_What you need to do_. For this exercise, please reproduce the records below word for word, from the first line through the line with "const SERVICE: &str".
Records for this task Start Marker
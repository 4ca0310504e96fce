use chrono::NaiveDateTime;
use history_sync_models::{InterestEntry, MediaKind, SubjectId};
use reqwest::Client;
use serde::Deserialize;
use serde_json::Value;
use tracing::debug;

use crate::error::SourceError;
use crate::http::body_text;
use crate::traits::SubjectDetail;

pub const REXXAR_BASE_URL: &str = "https://m.douban.com/rexxar/api/v2";
const MOBILE_REFERER: &str = "https://m.douban.com/mine/movie";
const CREATE_TIME_FORMAT: &str = "%Y-%m-%d %H:%M:%S";
const SERVICE: &str = "douban";

/// Keys of the mobile subject document that may carry the user's own mark time.
const DETAIL_TIME_KEYS: [&str; 4] = ["interest", "user_interest", "activity", "activities"];

#[derive(Debug, Deserialize)]
struct InterestsPage {
    #[serde(default)]
    interests: Vec<RawInterest>,
}

#[derive(Debug, Deserialize)]
struct RawInterest {
    #[serde(default)]
    subject: Option<RawSubject>,
    #[serde(default)]
    create_time: Option<String>,
}

#[derive(Debug, Deserialize)]
struct RawSubject {
    #[serde(default)]
    id: Option<Value>,
    #[serde(default, rename = "type")]
    kind: Option<String>,
}

/// Parse a feed timestamp. Only full `YYYY-MM-DD HH:MM:SS` values count.
pub fn parse_create_time(raw: &str) -> Option<NaiveDateTime> {
    NaiveDateTime::parse_from_str(raw.trim(), CREATE_TIME_FORMAT).ok()
}

// Subject ids show up both as strings and as bare numbers.
fn subject_id_from_value(value: &Value) -> Option<SubjectId> {
    match value {
        Value::String(s) => SubjectId::new(s.as_str()),
        Value::Number(n) => SubjectId::new(n.to_string()),
        _ => None,
    }
}

/// Turn one feed page body into interest entries.
pub fn parse_interests_page(body: &str, status: &str) -> Result<Vec<InterestEntry>, SourceError> {
    let page: InterestsPage =
        serde_json::from_str(body).map_err(|e| SourceError::decode(SERVICE, e))?;

    let mut entries = Vec::with_capacity(page.interests.len());
    for item in page.interests {
        let Some(subject) = item.subject else {
            continue;
        };
        let Some(subject_id) = subject.id.as_ref().and_then(subject_id_from_value) else {
            continue;
        };
        let Some(created_at) = item.create_time.as_deref().and_then(parse_create_time) else {
            debug!(subject_id = %subject_id, "Skipping interest without a usable create_time");
            continue;
        };
        entries.push(InterestEntry {
            subject_id,
            status: status.to_string(),
            kind: subject.kind.as_deref().and_then(MediaKind::from_source_label),
            created_at,
        });
    }
    Ok(entries)
}

/// Create time of a single-interest document, if it has one.
pub fn parse_single_interest(body: &str) -> Option<SubjectDetail> {
    let doc: Value = serde_json::from_str(body).ok()?;
    let created_at = doc
        .get("create_time")
        .and_then(Value::as_str)
        .and_then(parse_create_time)?;
    let kind = doc
        .get("subject")
        .and_then(|s| s.get("type"))
        .and_then(Value::as_str)
        .and_then(MediaKind::from_source_label);
    Some(SubjectDetail {
        kind,
        created_at: Some(created_at),
    })
}

/// Type and (when present) the user's mark time from a mobile subject document.
pub fn parse_subject_document(body: &str) -> Option<SubjectDetail> {
    let doc: Value = serde_json::from_str(body).ok()?;
    let kind = doc
        .get("type")
        .and_then(Value::as_str)
        .and_then(MediaKind::from_source_label);

    let created_at = DETAIL_TIME_KEYS.iter().find_map(|key| match doc.get(*key) {
        Some(Value::Object(obj)) => obj
            .get("create_time")
            .and_then(Value::as_str)
            .and_then(parse_create_time),
        Some(Value::Array(items)) => items.iter().find_map(|it| {
            it.get("create_time")
                .and_then(Value::as_str)
                .and_then(parse_create_time)
        }),
        _ => None,
    });

    Some(SubjectDetail { kind, created_at })
}

pub async fn get_interests(
    client: &Client,
    base_url: &str,
    user_id: &str,
    status: &str,
    start: u32,
    count: u32,
) -> Result<Vec<InterestEntry>, SourceError> {
    let url = format!("{}/user/{}/interests", base_url, urlencoding::encode(user_id));
    let response = client
        .get(&url)
        .query(&[
            ("status", status.to_string()),
            ("start", start.to_string()),
            ("count", count.to_string()),
        ])
        .header("Referer", MOBILE_REFERER)
        .header("Accept", "application/json")
        .send()
        .await?;

    let status_code = response.status();
    let body = body_text(response).await;
    if !status_code.is_success() {
        return Err(SourceError::Status {
            service: SERVICE,
            status: status_code.as_u16(),
            body,
        });
    }

    parse_interests_page(&body, status)
}

/// `GET /user/{uid}/interest?subject_id=X`. Non-200 answers mean "nothing here".
pub async fn get_user_interest(
    client: &Client,
    base_url: &str,
    user_id: &str,
    subject: &SubjectId,
) -> Result<Option<SubjectDetail>, SourceError> {
    let url = format!("{}/user/{}/interest", base_url, urlencoding::encode(user_id));
    let response = client
        .get(&url)
        .query(&[("subject_id", subject.as_str())])
        .header("Referer", MOBILE_REFERER)
        .header("Accept", "application/json")
        .send()
        .await?;

    if response.status().as_u16() != 200 {
        debug!(subject_id = %subject, status = %response.status(), "Single interest lookup unavailable");
        return Ok(None);
    }
    Ok(parse_single_interest(&body_text(response).await))
}

/// `GET /subject/{sid}?for_mobile=1`.
pub async fn get_mobile_subject(
    client: &Client,
    base_url: &str,
    subject: &SubjectId,
) -> Result<Option<SubjectDetail>, SourceError> {
    let url = format!("{}/subject/{}", base_url, urlencoding::encode(subject.as_str()));
    let response = client
        .get(&url)
        .query(&[("for_mobile", "1")])
        .header("Accept", "application/json")
        .send()
        .await?;

    if response.status().as_u16() != 200 {
        debug!(subject_id = %subject, status = %response.status(), "Mobile subject lookup unavailable");
        return Ok(None);
    }
    Ok(parse_subject_document(&body_text(response).await))
}

#[cfg(test)]
mod tests {
    use super::*;
    use chrono::NaiveDate;

    fn at(y: i32, m: u32, d: u32, h: u32, min: u32, s: u32) -> NaiveDateTime {
        NaiveDate::from_ymd_opt(y, m, d)
            .unwrap()
            .and_hms_opt(h, min, s)
            .unwrap()
    }

    #[test]
    fn test_parse_interests_page() {
        let body = r#"{
            "count": 3, "start": 0, "total": 3,
            "interests": [
                {"create_time": "2020-01-05 21:00:00", "subject": {"id": "1234567", "type": "tv"}},
                {"create_time": "2019-12-31 08:15:00", "subject": {"id": 7654321, "type": "movie"}},
                {"create_time": "", "subject": {"id": "42", "type": "movie"}},
                {"create_time": "2019-01-01 00:00:00", "subject": {"type": "movie"}},
                {"create_time": "2019-01-01 00:00:00"}
            ]
        }"#;

        let entries = parse_interests_page(body, "done").unwrap();
        assert_eq!(entries.len(), 2);
        assert_eq!(entries[0].subject_id.as_str(), "1234567");
        assert_eq!(entries[0].kind, Some(MediaKind::Show));
        assert_eq!(entries[0].created_at, at(2020, 1, 5, 21, 0, 0));
        assert_eq!(entries[0].status, "done");
        assert_eq!(entries[1].subject_id.as_str(), "7654321");
        assert_eq!(entries[1].kind, Some(MediaKind::Movie));
    }

    #[test]
    fn test_parse_interests_page_empty_and_invalid() {
        assert!(parse_interests_page("{}", "done").unwrap().is_empty());
        assert!(parse_interests_page(r#"{"interests": []}"#, "wish").unwrap().is_empty());
        assert!(matches!(
            parse_interests_page("<html>", "done"),
            Err(SourceError::Decode { .. })
        ));
    }

    #[test]
    fn test_parse_create_time_requires_seconds() {
        assert_eq!(parse_create_time(" 2023-07-28 21:32:11 "), Some(at(2023, 7, 28, 21, 32, 11)));
        assert_eq!(parse_create_time("2023-07-28"), None);
        assert_eq!(parse_create_time("2023-07-28 21:32"), None);
    }

    #[test]
    fn test_parse_single_interest() {
        let detail = parse_single_interest(
            r#"{"create_time": "2023-07-28 21:32:11", "subject": {"type": "movie"}}"#,
        )
        .unwrap();
        assert_eq!(detail.created_at, Some(at(2023, 7, 28, 21, 32, 11)));
        assert_eq!(detail.kind, Some(MediaKind::Movie));

        assert!(parse_single_interest(r#"{"msg": "not found"}"#).is_none());
        assert!(parse_single_interest("not json").is_none());
    }

    #[test]
    fn test_parse_subject_document_time_keys() {
        let object_form = r#"{"type": "tv", "interest": {"create_time": "2022-02-02 10:00:00"}}"#;
        let detail = parse_subject_document(object_form).unwrap();
        assert_eq!(detail.kind, Some(MediaKind::Show));
        assert_eq!(detail.created_at, Some(at(2022, 2, 2, 10, 0, 0)));

        let list_form = r#"{"type": "movie", "activities": [{"create_time": "bad"}, {"create_time": "2021-03-04 05:06:07"}]}"#;
        let detail = parse_subject_document(list_form).unwrap();
        assert_eq!(detail.created_at, Some(at(2021, 3, 4, 5, 6, 7)));

        let no_time = r#"{"type": "movie", "interest": null}"#;
        let detail = parse_subject_document(no_time).unwrap();
        assert_eq!(detail.kind, Some(MediaKind::Movie));
        assert_eq!(detail.created_at, None);
    }
}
Records for this task End Marker
_Answer to the exercise_.
repository 4ca0310504e96fce
use chrono::NaiveDateTime;
use history_sync_models::{InterestEntry, MediaKind, SubjectId};
use reqwest::Client;
use serde::Deserialize;
use serde_json::Value;
use tracing::debug;

use crate::error::SourceError;
use crate::http::body_text;
use crate::traits::SubjectDetail;

pub const REXXAR_BASE_URL: &str = "https://m.douban.com/rexxar/api/v2";
const MOBILE_REFERER: &str = "https://m.douban.com/mine/movie";
const CREATE_TIME_FORMAT: &str = "%Y-%m-%d %H:%M:%S";
const SERVICE: &str = "douban";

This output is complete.